- How to complete this task:
As the answer, give every line of the records that includes the word "rows".

(Dataset entries)
*** Begin section ***

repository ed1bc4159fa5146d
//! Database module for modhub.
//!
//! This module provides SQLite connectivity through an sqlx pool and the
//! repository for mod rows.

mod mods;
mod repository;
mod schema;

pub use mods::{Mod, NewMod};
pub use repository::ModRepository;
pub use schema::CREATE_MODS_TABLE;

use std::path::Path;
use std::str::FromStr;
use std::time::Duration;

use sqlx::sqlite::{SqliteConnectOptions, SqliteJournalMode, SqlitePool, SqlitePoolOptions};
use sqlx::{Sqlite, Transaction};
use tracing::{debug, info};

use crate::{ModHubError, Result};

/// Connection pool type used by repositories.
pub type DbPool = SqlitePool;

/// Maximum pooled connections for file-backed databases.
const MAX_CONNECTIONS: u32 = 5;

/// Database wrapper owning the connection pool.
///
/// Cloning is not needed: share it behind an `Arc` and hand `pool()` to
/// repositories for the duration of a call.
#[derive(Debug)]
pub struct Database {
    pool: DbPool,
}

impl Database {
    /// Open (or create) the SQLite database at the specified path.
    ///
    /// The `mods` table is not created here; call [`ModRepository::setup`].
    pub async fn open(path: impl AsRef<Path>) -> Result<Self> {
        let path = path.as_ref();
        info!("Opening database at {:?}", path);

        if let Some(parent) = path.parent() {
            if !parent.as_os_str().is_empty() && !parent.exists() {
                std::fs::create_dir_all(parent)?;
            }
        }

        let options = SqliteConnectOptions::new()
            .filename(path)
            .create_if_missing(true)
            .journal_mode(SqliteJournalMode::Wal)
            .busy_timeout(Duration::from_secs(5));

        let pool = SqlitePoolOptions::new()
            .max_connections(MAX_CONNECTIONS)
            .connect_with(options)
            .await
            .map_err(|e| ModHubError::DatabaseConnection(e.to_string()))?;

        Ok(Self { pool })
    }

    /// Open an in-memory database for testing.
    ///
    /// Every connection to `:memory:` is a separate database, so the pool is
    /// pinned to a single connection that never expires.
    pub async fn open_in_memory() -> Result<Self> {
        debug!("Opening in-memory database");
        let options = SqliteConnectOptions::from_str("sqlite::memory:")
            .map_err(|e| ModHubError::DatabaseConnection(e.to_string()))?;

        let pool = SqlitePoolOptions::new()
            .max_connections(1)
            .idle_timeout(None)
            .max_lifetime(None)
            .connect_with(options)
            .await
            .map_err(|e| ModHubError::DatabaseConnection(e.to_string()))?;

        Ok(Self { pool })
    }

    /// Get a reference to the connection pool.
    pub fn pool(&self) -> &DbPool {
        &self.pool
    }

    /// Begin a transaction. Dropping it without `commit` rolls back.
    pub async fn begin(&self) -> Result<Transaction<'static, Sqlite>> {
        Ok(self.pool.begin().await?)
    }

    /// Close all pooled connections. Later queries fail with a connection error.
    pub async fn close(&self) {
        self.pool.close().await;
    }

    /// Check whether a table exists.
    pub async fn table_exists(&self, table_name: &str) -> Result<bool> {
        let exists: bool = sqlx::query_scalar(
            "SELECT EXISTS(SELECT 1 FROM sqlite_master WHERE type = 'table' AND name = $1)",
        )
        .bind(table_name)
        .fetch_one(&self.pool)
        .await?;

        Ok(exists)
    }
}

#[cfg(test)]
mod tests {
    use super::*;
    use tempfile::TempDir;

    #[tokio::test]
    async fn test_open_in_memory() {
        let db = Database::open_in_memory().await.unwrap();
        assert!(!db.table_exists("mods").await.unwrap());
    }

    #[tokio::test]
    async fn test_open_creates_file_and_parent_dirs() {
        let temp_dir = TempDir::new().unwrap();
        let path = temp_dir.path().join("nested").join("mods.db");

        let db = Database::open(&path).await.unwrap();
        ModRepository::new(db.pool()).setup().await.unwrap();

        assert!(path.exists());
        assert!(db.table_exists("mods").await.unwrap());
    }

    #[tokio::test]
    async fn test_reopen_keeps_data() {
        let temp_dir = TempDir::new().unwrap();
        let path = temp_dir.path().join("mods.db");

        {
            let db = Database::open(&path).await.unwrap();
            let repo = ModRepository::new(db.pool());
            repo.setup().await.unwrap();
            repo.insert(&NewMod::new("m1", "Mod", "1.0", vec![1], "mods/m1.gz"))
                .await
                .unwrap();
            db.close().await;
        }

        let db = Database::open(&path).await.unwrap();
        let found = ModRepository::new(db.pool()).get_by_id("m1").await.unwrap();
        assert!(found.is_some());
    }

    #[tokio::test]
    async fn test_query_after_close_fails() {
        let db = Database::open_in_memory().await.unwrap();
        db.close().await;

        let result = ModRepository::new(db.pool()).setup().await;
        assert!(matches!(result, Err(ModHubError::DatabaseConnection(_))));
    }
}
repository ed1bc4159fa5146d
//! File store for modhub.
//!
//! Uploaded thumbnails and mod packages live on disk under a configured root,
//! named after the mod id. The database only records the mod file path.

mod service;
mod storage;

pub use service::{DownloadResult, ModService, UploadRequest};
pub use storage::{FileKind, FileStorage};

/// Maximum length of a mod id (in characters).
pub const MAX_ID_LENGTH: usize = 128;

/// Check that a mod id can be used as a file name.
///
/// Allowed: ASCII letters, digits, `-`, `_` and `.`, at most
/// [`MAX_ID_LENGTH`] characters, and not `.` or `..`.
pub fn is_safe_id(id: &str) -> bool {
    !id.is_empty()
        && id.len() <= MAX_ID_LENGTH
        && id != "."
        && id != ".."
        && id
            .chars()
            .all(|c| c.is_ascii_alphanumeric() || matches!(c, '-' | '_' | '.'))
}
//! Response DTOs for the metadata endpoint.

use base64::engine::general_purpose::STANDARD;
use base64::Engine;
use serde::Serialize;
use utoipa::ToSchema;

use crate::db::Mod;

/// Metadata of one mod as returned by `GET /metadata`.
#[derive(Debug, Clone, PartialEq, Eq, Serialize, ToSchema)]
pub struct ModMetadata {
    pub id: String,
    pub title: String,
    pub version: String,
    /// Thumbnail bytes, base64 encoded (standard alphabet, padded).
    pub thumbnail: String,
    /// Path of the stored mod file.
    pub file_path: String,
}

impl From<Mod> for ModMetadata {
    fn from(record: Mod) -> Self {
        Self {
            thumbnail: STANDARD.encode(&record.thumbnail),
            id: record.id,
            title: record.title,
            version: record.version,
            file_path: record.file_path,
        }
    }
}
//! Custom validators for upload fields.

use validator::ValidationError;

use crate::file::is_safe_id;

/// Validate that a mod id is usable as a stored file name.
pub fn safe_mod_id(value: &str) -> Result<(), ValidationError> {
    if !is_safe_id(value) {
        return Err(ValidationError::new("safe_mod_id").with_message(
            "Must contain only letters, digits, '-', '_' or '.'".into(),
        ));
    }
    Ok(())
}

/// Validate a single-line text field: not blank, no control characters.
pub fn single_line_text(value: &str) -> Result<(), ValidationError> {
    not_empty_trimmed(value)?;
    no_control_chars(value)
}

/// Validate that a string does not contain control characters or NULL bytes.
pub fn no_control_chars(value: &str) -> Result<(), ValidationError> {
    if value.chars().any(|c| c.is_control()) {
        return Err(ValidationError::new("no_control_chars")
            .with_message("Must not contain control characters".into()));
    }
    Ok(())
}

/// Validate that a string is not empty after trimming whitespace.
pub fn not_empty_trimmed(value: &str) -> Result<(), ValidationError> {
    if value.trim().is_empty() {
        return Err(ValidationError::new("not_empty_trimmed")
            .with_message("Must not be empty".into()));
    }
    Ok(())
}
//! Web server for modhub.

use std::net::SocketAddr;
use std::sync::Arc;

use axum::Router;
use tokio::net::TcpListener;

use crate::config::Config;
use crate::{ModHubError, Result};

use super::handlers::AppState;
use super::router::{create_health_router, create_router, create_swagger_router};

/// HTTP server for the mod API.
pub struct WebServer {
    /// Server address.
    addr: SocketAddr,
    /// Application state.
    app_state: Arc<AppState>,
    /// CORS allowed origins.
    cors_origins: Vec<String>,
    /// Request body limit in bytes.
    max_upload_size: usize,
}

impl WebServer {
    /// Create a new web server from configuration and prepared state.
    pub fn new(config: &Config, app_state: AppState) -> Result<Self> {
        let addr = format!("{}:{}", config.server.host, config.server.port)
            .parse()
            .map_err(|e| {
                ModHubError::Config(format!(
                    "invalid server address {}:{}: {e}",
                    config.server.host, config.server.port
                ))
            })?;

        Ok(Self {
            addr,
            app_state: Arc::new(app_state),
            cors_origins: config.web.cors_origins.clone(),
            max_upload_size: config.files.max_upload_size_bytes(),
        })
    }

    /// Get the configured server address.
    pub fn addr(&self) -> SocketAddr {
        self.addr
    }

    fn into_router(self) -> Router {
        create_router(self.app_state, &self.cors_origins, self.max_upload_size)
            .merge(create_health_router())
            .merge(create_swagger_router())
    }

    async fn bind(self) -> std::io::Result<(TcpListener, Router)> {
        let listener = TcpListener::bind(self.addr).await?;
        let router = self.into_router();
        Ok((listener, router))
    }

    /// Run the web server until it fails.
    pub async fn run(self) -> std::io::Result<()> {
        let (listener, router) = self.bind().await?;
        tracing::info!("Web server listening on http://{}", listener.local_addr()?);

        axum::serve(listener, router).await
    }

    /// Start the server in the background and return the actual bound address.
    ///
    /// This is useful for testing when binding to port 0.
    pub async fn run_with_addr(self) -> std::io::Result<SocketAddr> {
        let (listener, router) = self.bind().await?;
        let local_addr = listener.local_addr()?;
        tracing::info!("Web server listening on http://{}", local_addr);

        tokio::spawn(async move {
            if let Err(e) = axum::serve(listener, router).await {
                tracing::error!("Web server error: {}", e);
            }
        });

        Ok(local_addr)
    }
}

*** End section ***
*** Begin section ***

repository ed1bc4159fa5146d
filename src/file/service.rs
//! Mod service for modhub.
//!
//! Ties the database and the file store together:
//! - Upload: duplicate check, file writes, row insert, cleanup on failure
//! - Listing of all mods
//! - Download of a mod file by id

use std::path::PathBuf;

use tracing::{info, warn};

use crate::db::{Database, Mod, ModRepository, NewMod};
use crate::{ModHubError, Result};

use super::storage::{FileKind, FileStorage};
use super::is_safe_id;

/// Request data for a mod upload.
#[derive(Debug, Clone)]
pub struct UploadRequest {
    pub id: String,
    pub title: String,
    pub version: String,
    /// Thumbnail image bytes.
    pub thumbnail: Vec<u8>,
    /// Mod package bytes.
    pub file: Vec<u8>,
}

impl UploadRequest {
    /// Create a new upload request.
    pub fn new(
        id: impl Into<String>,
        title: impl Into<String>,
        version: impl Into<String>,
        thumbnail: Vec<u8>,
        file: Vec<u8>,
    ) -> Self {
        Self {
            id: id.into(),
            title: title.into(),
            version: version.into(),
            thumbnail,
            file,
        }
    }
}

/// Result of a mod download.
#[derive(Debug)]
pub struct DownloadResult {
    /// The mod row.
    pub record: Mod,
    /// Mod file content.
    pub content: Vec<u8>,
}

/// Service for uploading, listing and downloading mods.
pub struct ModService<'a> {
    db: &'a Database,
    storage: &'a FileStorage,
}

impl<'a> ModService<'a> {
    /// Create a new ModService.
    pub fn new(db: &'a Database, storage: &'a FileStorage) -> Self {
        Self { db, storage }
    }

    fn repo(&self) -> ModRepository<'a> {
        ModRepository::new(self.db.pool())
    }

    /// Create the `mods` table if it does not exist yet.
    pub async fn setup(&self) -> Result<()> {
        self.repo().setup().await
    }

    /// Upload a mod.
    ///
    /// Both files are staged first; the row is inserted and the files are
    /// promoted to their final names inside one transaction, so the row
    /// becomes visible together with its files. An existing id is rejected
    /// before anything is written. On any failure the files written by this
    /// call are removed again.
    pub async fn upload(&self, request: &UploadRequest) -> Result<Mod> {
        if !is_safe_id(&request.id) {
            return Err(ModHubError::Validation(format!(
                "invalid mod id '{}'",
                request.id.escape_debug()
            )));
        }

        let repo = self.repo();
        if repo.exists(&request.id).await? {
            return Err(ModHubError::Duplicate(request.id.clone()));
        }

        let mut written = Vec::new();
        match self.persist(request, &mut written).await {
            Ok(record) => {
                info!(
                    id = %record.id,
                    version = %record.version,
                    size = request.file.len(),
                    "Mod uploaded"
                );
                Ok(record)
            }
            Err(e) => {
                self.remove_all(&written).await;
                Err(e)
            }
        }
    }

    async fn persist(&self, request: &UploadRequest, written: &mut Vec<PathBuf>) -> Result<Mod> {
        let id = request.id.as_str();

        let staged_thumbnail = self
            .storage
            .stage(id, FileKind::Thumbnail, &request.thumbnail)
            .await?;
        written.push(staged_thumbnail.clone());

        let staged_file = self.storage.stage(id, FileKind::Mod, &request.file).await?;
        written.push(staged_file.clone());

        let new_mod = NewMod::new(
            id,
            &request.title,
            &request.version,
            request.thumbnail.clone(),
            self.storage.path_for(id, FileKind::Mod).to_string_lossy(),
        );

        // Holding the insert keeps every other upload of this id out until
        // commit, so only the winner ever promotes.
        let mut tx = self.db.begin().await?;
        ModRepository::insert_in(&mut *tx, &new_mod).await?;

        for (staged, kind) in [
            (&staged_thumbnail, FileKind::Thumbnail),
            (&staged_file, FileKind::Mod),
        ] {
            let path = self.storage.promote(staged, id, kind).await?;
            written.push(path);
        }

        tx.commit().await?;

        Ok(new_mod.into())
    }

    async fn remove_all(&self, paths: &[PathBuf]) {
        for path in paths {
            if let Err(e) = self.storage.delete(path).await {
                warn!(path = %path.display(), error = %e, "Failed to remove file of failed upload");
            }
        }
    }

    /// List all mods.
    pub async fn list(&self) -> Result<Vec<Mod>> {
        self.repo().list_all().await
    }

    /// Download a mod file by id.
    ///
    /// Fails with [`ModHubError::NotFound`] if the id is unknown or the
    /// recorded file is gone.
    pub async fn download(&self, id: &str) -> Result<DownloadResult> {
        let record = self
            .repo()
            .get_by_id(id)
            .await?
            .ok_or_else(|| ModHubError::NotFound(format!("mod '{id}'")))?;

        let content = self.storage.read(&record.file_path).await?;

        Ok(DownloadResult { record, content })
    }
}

*** End section ***
*** Begin section ***

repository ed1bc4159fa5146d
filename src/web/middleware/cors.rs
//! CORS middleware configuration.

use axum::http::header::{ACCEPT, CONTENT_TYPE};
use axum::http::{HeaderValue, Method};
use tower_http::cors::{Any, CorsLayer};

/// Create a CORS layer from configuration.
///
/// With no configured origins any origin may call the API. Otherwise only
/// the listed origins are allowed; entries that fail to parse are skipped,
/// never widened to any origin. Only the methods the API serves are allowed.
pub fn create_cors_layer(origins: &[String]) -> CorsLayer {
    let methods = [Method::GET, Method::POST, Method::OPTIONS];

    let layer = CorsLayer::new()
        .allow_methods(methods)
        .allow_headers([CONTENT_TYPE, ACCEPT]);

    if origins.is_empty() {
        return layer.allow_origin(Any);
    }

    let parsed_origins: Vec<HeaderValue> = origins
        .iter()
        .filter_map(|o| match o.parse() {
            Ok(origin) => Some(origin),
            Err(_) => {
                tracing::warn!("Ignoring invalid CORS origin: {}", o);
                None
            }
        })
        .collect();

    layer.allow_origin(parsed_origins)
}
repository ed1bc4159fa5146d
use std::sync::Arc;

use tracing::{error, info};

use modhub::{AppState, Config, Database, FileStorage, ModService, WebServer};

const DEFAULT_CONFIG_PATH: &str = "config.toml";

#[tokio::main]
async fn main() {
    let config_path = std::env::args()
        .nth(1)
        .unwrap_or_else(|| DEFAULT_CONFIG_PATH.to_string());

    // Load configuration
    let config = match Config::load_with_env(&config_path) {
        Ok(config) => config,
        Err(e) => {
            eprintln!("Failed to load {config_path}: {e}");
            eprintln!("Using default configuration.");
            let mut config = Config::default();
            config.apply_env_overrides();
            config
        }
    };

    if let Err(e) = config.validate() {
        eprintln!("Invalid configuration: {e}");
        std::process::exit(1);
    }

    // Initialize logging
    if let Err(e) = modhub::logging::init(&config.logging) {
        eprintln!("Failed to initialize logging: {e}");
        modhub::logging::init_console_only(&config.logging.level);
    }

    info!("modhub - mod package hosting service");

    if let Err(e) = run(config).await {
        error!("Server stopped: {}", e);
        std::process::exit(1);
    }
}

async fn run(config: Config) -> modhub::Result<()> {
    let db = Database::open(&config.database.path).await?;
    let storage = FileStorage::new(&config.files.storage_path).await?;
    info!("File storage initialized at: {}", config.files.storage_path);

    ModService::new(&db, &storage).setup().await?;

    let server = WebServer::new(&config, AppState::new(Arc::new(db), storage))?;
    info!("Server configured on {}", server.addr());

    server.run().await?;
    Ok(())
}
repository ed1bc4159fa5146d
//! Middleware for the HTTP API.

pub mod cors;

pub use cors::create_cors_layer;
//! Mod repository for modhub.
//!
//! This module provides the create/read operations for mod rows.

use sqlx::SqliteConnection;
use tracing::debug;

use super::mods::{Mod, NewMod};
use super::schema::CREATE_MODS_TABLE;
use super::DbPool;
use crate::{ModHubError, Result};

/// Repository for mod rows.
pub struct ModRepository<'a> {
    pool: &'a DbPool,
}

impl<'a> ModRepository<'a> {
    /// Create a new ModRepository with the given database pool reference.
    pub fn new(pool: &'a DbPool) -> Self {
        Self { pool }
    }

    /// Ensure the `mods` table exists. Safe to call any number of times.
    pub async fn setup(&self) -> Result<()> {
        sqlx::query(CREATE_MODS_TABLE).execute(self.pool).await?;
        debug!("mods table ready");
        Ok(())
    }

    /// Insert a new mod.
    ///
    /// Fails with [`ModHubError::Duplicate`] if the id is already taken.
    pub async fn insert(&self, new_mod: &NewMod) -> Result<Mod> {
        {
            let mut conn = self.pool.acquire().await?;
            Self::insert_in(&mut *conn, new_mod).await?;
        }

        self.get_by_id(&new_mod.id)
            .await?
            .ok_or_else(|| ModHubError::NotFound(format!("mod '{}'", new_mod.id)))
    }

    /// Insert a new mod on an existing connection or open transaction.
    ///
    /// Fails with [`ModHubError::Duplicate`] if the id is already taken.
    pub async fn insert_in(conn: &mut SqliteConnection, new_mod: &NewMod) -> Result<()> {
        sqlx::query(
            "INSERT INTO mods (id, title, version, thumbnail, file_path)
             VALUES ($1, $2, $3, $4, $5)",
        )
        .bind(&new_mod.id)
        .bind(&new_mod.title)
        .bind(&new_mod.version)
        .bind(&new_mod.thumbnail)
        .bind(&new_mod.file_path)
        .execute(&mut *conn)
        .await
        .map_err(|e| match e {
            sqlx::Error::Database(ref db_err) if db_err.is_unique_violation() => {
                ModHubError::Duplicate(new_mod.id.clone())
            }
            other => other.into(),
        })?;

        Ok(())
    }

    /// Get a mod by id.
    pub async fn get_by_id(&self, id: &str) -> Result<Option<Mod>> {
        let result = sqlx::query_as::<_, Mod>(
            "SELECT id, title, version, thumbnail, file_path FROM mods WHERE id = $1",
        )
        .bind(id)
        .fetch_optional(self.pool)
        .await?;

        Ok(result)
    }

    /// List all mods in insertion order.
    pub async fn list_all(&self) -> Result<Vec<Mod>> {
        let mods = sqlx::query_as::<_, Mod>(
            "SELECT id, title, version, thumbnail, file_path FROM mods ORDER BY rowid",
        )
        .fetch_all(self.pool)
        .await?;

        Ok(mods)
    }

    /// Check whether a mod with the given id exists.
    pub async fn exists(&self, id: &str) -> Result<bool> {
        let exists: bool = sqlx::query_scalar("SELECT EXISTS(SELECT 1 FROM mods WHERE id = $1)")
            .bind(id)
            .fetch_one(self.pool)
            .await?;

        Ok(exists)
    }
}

*** End section ***

- Response area:
//! repository for mod rows.
//! This module provides the create/read operations for mod rows.
/// Repository for mod rows.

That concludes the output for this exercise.